Ou seja, com a modificação desses dois artigos supracitados, abre-se caminho não apenas para a consolidação dos princípios básicos à utilização do programa de justiça restaurativa em matéria criminal (conforme já vimos no item explicativo da Resolução 2002/12 da ONU), como também se visualiza a implementação da conciliação em matéria penal (realidade até então não vivenciada).

Como pressuposto lógico dessas observações, não há como considerarmos a Resolução número 125, do CNJ, como estritamente formal e Estatal, quando, na realidade, ela tem por finalidade alcançar, espontaneamente, a resolução dos conflitos nas próprias comunidades, e, assim, apenas em último caso, leva-los ao conhecimento do Estado, para que ele possa dar continuidade ao conflito infrutífero, não resolvido nessa hipotética primeira fase.

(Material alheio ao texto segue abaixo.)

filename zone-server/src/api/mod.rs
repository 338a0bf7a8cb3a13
//! API 路由模块
//!
//! # 结构
//!
//! - [`health`] - 健康检查
//! - [`projects`] - 项目、楼栋、房源创建
//! - [`apartments`] - 房源状态/价格/上下架
//! - [`zones`] - 区域绘制、模板复制、批量导入
//! - [`zone_images`] - 层级底图
//! - [`navigation`] - 三级导航读取
//! - [`detection`] - 区域自动识别
//! - [`catalogue`] - 房源列表
//! - [`admin`] - 缓存运维

pub mod admin;
pub mod apartments;
pub mod catalogue;
pub mod detection;
pub mod health;
pub mod navigation;
pub mod projects;
pub mod zone_images;
pub mod zones;

use axum::Router;

use crate::core::ServerState;

/// 合并所有资源路由
pub fn router() -> Router<ServerState> {
    Router::new()
        .merge(health::router())
        .merge(projects::router())
        .merge(apartments::router())
        .merge(zones::router())
        .merge(zone_images::router())
        .merge(navigation::router())
        .merge(detection::router())
        .merge(catalogue::router())
        .merge(admin::router())
}

/// Read a multipart text field
pub(crate) async fn field_text(
    field: axum::extract::multipart::Field<'_>,
) -> Result<String, shared::error::AppError> {
    let name = field.name().unwrap_or_default().to_string();
    field
        .text()
        .await
        .map(|t| t.trim().to_string())
        .map_err(|e| shared::error::AppError::invalid_field(name, format!("Multipart error: {e}")))
}

/// Parse an optional multipart number; empty text counts as absent
pub(crate) fn parse_field<T: std::str::FromStr>(
    name: &str,
    value: &str,
) -> Result<Option<T>, shared::error::AppError> {
    if value.is_empty() {
        return Ok(None);
    }
    value
        .parse()
        .map(Some)
        .map_err(|_| shared::error::AppError::invalid_field(name, format!("{name} must be a number")))
}
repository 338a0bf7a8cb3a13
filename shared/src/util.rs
/// 获取当前 UTC 时间戳（毫秒）
pub fn now_millis() -> i64 {
    chrono::Utc::now().timestamp_millis()
}
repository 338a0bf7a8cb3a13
//! Unified error system for the zone navigation server
//!
//! - [`ErrorCode`]: Standardized error codes for all error types
//! - [`ErrorCategory`]: Stable classification of errors by range
//! - [`AppError`]: Rich error type with codes, messages, and details
//! - [`ApiResponse`]: Unified API response format
//!
//! # Error Code Ranges
//!
//! - 0xxx: General errors
//! - 1xxx: Validation errors
//! - 2xxx: Not-found errors
//! - 3xxx: External process errors
//! - 4xxx: Storage errors
//! - 9xxx: System errors
//!
//! # Example
//!
//! ```
//! use shared::error::{AppError, ErrorCode, ApiResponse};
//!
//! let err = AppError::new(ErrorCode::PolygonTooFewPoints)
//!     .with_detail("field", "polygon");
//!
//! let response = ApiResponse::<()>::error(&err);
//! assert_eq!(response.code, Some(1002));
//! ```

mod category;
mod codes;
mod http;
mod types;

pub use category::ErrorCategory;
pub use codes::{ErrorCode, InvalidErrorCode};
pub use types::{ApiResponse, AppError, AppResult, ErrorDetails};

Em termos de dosimetria dos prós e contras, apesar da Resolução do CNJ ter deixado a desejar “no que tange à descentralização dos serviços jurisdicionais com o reconhecimento das práticas plurais advindas da justiça comunitária” (PAULO, 2013, p.13), ela muito tem a contribuir em termos de celeridade, economia, (re) inclusão, cidadania. E justamente por acreditarmos nessa premissa é que a visualizamos como um hábil paradigma democrático de justiça criminal.